Stored data entries:
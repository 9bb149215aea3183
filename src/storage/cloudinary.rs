//! Cloudinary upload API, signed requests only.

use async_trait::async_trait;
use base64::Engine;
use base64::engine::general_purpose::STANDARD as BASE64;
use chrono::Utc;
use serde::Deserialize;
use sha2::{Digest, Sha256};
use tracing::debug;

use super::{ObjectStore, StoredObject};
use crate::error::AppError;

const CLOUDINARY_API_ROOT: &str = "https://api.cloudinary.com/v1_1";

/// Account details for signed uploads.
#[derive(Clone, Debug)]
pub struct CloudinaryCredentials {
    /// Cloud name, part of every API URL
    pub cloud_name: String,
    /// API key
    pub api_key: String,
    /// API secret, only used for signing
    pub api_secret: String,
    /// Folder prefix for uploaded public ids
    pub folder: String,
}

#[derive(Debug, Deserialize)]
struct UploadResponse {
    secure_url: Option<String>,
    url: Option<String>,
    public_id: Option<String>,
    error: Option<CloudinaryError>,
}

#[derive(Debug, Deserialize)]
struct DestroyResponse {
    result: Option<String>,
    error: Option<CloudinaryError>,
}

#[derive(Debug, Deserialize)]
struct CloudinaryError {
    message: Option<String>,
}

/// Signs the given parameters: sorted `k=v` pairs joined by `&`, secret appended, SHA-256.
pub fn sign_params(params: &[(&str, &str)], api_secret: &str) -> String {
    let mut sorted = params.to_vec();
    sorted.sort_by(|a, b| a.0.cmp(b.0));
    let to_sign = sorted
        .iter()
        .map(|(key, value)| format!("{key}={value}"))
        .collect::<Vec<_>>()
        .join("&");
    let mut hasher = Sha256::new();
    hasher.update(to_sign.as_bytes());
    hasher.update(api_secret.as_bytes());
    hex::encode(hasher.finalize())
}

/// Cloudinary-backed [ObjectStore].
#[derive(Clone, Debug)]
pub struct CloudinaryStore {
    http: reqwest::Client,
    credentials: CloudinaryCredentials,
    api_root: String,
}

impl CloudinaryStore {
    /// New store talking to the public Cloudinary API.
    pub fn new(http: reqwest::Client, credentials: CloudinaryCredentials) -> Self {
        Self {
            http,
            credentials,
            api_root: CLOUDINARY_API_ROOT.to_string(),
        }
    }

    /// Points the store at a different API root.
    pub fn with_api_root(mut self, api_root: &str) -> Self {
        self.api_root = api_root.trim_end_matches('/').to_string();
        self
    }

    fn endpoint(&self, action: &str) -> String {
        format!(
            "{}/{}/image/{}",
            self.api_root, self.credentials.cloud_name, action
        )
    }

    fn public_id_for(&self, key: &str) -> String {
        let key = key.trim_matches('/');
        if self.credentials.folder.is_empty() {
            key.to_string()
        } else {
            format!("{}/{}", self.credentials.folder, key)
        }
    }

    async fn signed_post<T: for<'de> Deserialize<'de>>(
        &self,
        action: &str,
        mut params: Vec<(&str, String)>,
    ) -> Result<T, AppError> {
        let timestamp = Utc::now().timestamp().to_string();
        let signature = {
            let mut signed: Vec<(&str, &str)> = params
                .iter()
                .filter(|(key, _)| *key != "file")
                .map(|(key, value)| (*key, value.as_str()))
                .collect();
            signed.push(("timestamp", timestamp.as_str()));
            sign_params(&signed, &self.credentials.api_secret)
        };
        params.push(("timestamp", timestamp));
        params.push(("api_key", self.credentials.api_key.clone()));
        params.push(("signature", signature));
        params.push(("signature_algorithm", "sha256".to_string()));

        let response = self
            .http
            .post(self.endpoint(action))
            .form(&params)
            .send()
            .await
            .map_err(|err| AppError::Storage(format!("cloudinary {action}: {err}")))?;
        let status = response.status();
        let body = response
            .bytes()
            .await
            .map_err(|err| AppError::Storage(format!("cloudinary {action}: {err}")))?;
        if !status.is_success() {
            return Err(AppError::Storage(format!(
                "cloudinary {action} returned {status}: {}",
                String::from_utf8_lossy(&body)
            )));
        }
        serde_json::from_slice(&body).map_err(|err| {
            AppError::Storage(format!(
                "cloudinary {action} response unreadable ({err}): {}",
                String::from_utf8_lossy(&body)
            ))
        })
    }
}

#[async_trait]
impl ObjectStore for CloudinaryStore {
    fn name(&self) -> &'static str {
        "cloudinary"
    }

    async fn put(
        &self,
        key: &str,
        bytes: &[u8],
        mime_type: &str,
    ) -> Result<StoredObject, AppError> {
        let public_id = self.public_id_for(key);
        let file = format!("data:{mime_type};base64,{}", BASE64.encode(bytes));
        let response: UploadResponse = self
            .signed_post(
                "upload",
                vec![("file", file), ("public_id", public_id.clone())],
            )
            .await?;
        if let Some(message) = response.error.and_then(|err| err.message) {
            return Err(AppError::Storage(format!("cloudinary upload: {message}")));
        }
        let url = response
            .secure_url
            .or(response.url)
            .ok_or_else(|| AppError::Storage("cloudinary upload returned no URL".to_string()))?;
        debug!("Uploaded {} to {}", public_id, url);
        Ok(StoredObject {
            url,
            provider_id: response.public_id.unwrap_or(public_id),
        })
    }

    async fn fetch(&self, object: &StoredObject) -> Result<Vec<u8>, AppError> {
        let response = self
            .http
            .get(&object.url)
            .send()
            .await
            .map_err(|err| AppError::Storage(format!("fetch {}: {err}", object.url)))?;
        let status = response.status();
        if !status.is_success() {
            return Err(AppError::Storage(format!(
                "fetch {} returned {status}",
                object.url
            )));
        }
        let bytes = response
            .bytes()
            .await
            .map_err(|err| AppError::Storage(format!("fetch {}: {err}", object.url)))?;
        Ok(bytes.to_vec())
    }

    async fn delete(&self, provider_id: &str) -> Result<(), AppError> {
        let response: DestroyResponse = self
            .signed_post("destroy", vec![("public_id", provider_id.to_string())])
            .await?;
        if let Some(message) = response.error.and_then(|err| err.message) {
            return Err(AppError::Storage(format!("cloudinary destroy: {message}")));
        }
        match response.result.as_deref() {
            Some("ok") | Some("not found") => Ok(()),
            other => Err(AppError::Storage(format!(
                "cloudinary destroy of {provider_id} answered {other:?}"
            ))),
        }
    }
}

#[cfg(test)]
mod tests {
    use super::*;

    fn credentials(folder: &str) -> CloudinaryCredentials {
        CloudinaryCredentials {
            cloud_name: "demo".to_string(),
            api_key: "key".to_string(),
            api_secret: "shh".to_string(),
            folder: folder.to_string(),
        }
    }

    #[test]
    fn signature_sorts_params_and_appends_secret() {
        let signature = sign_params(
            &[("timestamp", "1700000000"), ("public_id", "promptframe/abc")],
            "shh",
        );
        assert_eq!(
            signature,
            "6098959318145dc0ea3e32d6e7193d52551a0b1cbedf8d4685badcbdaf056f60"
        );
    }

    #[test]
    fn public_ids_carry_the_folder() {
        let store = CloudinaryStore::new(reqwest::Client::new(), credentials("promptframe"));
        assert_eq!(store.public_id_for("/abc/"), "promptframe/abc");
        let store = CloudinaryStore::new(reqwest::Client::new(), credentials(""));
        assert_eq!(store.public_id_for("abc"), "abc");
        assert_eq!(
            store.endpoint("upload"),
            "https://api.cloudinary.com/v1_1/demo/image/upload"
        );
    }
}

• Exercise objective:
Every entry must be printed again, exactly as it reads.

• Solution for this problem:
repository 9bb149215aea3183
filename src/storage/cloudinary.rs
//! Cloudinary upload API, signed requests only.

use async_trait::async_trait;
use base64::Engine;
use base64::engine::general_purpose::STANDARD as BASE64;
use chrono::Utc;
use serde::Deserialize;
use sha2::{Digest, Sha256};
use tracing::debug;

use super::{ObjectStore, StoredObject};
use crate::error::AppError;

const CLOUDINARY_API_ROOT: &str = "https://api.cloudinary.com/v1_1";

/// Account details for signed uploads.
#[derive(Clone, Debug)]
pub struct CloudinaryCredentials {
    /// Cloud name, part of every API URL
    pub cloud_name: String,
    /// API key
    pub api_key: String,
    /// API secret, only used for signing
    pub api_secret: String,
    /// Folder prefix for uploaded public ids
    pub folder: String,
}

#[derive(Debug, Deserialize)]
struct UploadResponse {
    secure_url: Option<String>,
    url: Option<String>,
    public_id: Option<String>,
    error: Option<CloudinaryError>,
}

#[derive(Debug, Deserialize)]
struct DestroyResponse {
    result: Option<String>,
    error: Option<CloudinaryError>,
}

#[derive(Debug, Deserialize)]
struct CloudinaryError {
    message: Option<String>,
}

/// Signs the given parameters: sorted `k=v` pairs joined by `&`, secret appended, SHA-256.
pub fn sign_params(params: &[(&str, &str)], api_secret: &str) -> String {
    let mut sorted = params.to_vec();
    sorted.sort_by(|a, b| a.0.cmp(b.0));
    let to_sign = sorted
        .iter()
        .map(|(key, value)| format!("{key}={value}"))
        .collect::<Vec<_>>()
        .join("&");
    let mut hasher = Sha256::new();
    hasher.update(to_sign.as_bytes());
    hasher.update(api_secret.as_bytes());
    hex::encode(hasher.finalize())
}

/// Cloudinary-backed [ObjectStore].
#[derive(Clone, Debug)]
pub struct CloudinaryStore {
    http: reqwest::Client,
    credentials: CloudinaryCredentials,
    api_root: String,
}

impl CloudinaryStore {
    /// New store talking to the public Cloudinary API.
    pub fn new(http: reqwest::Client, credentials: CloudinaryCredentials) -> Self {
        Self {
            http,
            credentials,
            api_root: CLOUDINARY_API_ROOT.to_string(),
        }
    }

    /// Points the store at a different API root.
    pub fn with_api_root(mut self, api_root: &str) -> Self {
        self.api_root = api_root.trim_end_matches('/').to_string();
        self
    }

    fn endpoint(&self, action: &str) -> String {
        format!(
            "{}/{}/image/{}",
            self.api_root, self.credentials.cloud_name, action
        )
    }

    fn public_id_for(&self, key: &str) -> String {
        let key = key.trim_matches('/');
        if self.credentials.folder.is_empty() {
            key.to_string()
        } else {
            format!("{}/{}", self.credentials.folder, key)
        }
    }

    async fn signed_post<T: for<'de> Deserialize<'de>>(
        &self,
        action: &str,
        mut params: Vec<(&str, String)>,
    ) -> Result<T, AppError> {
        let timestamp = Utc::now().timestamp().to_string();
        let signature = {
            let mut signed: Vec<(&str, &str)> = params
                .iter()
                .filter(|(key, _)| *key != "file")
                .map(|(key, value)| (*key, value.as_str()))
                .collect();
            signed.push(("timestamp", timestamp.as_str()));
            sign_params(&signed, &self.credentials.api_secret)
        };
        params.push(("timestamp", timestamp));
        params.push(("api_key", self.credentials.api_key.clone()));
        params.push(("signature", signature));
        params.push(("signature_algorithm", "sha256".to_string()));

        let response = self
            .http
            .post(self.endpoint(action))
            .form(&params)
            .send()
            .await
            .map_err(|err| AppError::Storage(format!("cloudinary {action}: {err}")))?;
        let status = response.status();
        let body = response
            .bytes()
            .await
            .map_err(|err| AppError::Storage(format!("cloudinary {action}: {err}")))?;
        if !status.is_success() {
            return Err(AppError::Storage(format!(
                "cloudinary {action} returned {status}: {}",
                String::from_utf8_lossy(&body)
            )));
        }
        serde_json::from_slice(&body).map_err(|err| {
            AppError::Storage(format!(
                "cloudinary {action} response unreadable ({err}): {}",
                String::from_utf8_lossy(&body)
            ))
        })
    }
}

#[async_trait]
impl ObjectStore for CloudinaryStore {
    fn name(&self) -> &'static str {
        "cloudinary"
    }

    async fn put(
        &self,
        key: &str,
        bytes: &[u8],
        mime_type: &str,
    ) -> Result<StoredObject, AppError> {
        let public_id = self.public_id_for(key);
        let file = format!("data:{mime_type};base64,{}", BASE64.encode(bytes));
        let response: UploadResponse = self
            .signed_post(
                "upload",
                vec![("file", file), ("public_id", public_id.clone())],
            )
            .await?;
        if let Some(message) = response.error.and_then(|err| err.message) {
            return Err(AppError::Storage(format!("cloudinary upload: {message}")));
        }
        let url = response
            .secure_url
            .or(response.url)
            .ok_or_else(|| AppError::Storage("cloudinary upload returned no URL".to_string()))?;
        debug!("Uploaded {} to {}", public_id, url);
        Ok(StoredObject {
            url,
            provider_id: response.public_id.unwrap_or(public_id),
        })
    }

    async fn fetch(&self, object: &StoredObject) -> Result<Vec<u8>, AppError> {
        let response = self
            .http
            .get(&object.url)
            .send()
            .await
            .map_err(|err| AppError::Storage(format!("fetch {}: {err}", object.url)))?;
        let status = response.status();
        if !status.is_success() {
            return Err(AppError::Storage(format!(
                "fetch {} returned {status}",
                object.url
            )));
        }
        let bytes = response
            .bytes()
            .await
            .map_err(|err| AppError::Storage(format!("fetch {}: {err}", object.url)))?;
        Ok(bytes.to_vec())
    }

    async fn delete(&self, provider_id: &str) -> Result<(), AppError> {
        let response: DestroyResponse = self
            .signed_post("destroy", vec![("public_id", provider_id.to_string())])
            .await?;
        if let Some(message) = response.error.and_then(|err| err.message) {
            return Err(AppError::Storage(format!("cloudinary destroy: {message}")));
        }
        match response.result.as_deref() {
            Some("ok") | Some("not found") => Ok(()),
            other => Err(AppError::Storage(format!(
                "cloudinary destroy of {provider_id} answered {other:?}"
            ))),
        }
    }
}

#[cfg(test)]
mod tests {
    use super::*;

    fn credentials(folder: &str) -> CloudinaryCredentials {
        CloudinaryCredentials {
            cloud_name: "demo".to_string(),
            api_key: "key".to_string(),
            api_secret: "shh".to_string(),
            folder: folder.to_string(),
        }
    }

    #[test]
    fn signature_sorts_params_and_appends_secret() {
        let signature = sign_params(
            &[("timestamp", "1700000000"), ("public_id", "promptframe/abc")],
            "shh",
        );
        assert_eq!(
            signature,
            "6098959318145dc0ea3e32d6e7193d52551a0b1cbedf8d4685badcbdaf056f60"
        );
    }

    #[test]
    fn public_ids_carry_the_folder() {
        let store = CloudinaryStore::new(reqwest::Client::new(), credentials("promptframe"));
        assert_eq!(store.public_id_for("/abc/"), "promptframe/abc");
        let store = CloudinaryStore::new(reqwest::Client::new(), credentials(""));
        assert_eq!(store.public_id_for("abc"), "abc");
        assert_eq!(
            store.endpoint("upload"),
            "https://api.cloudinary.com/v1_1/demo/image/upload"
        );
    }
}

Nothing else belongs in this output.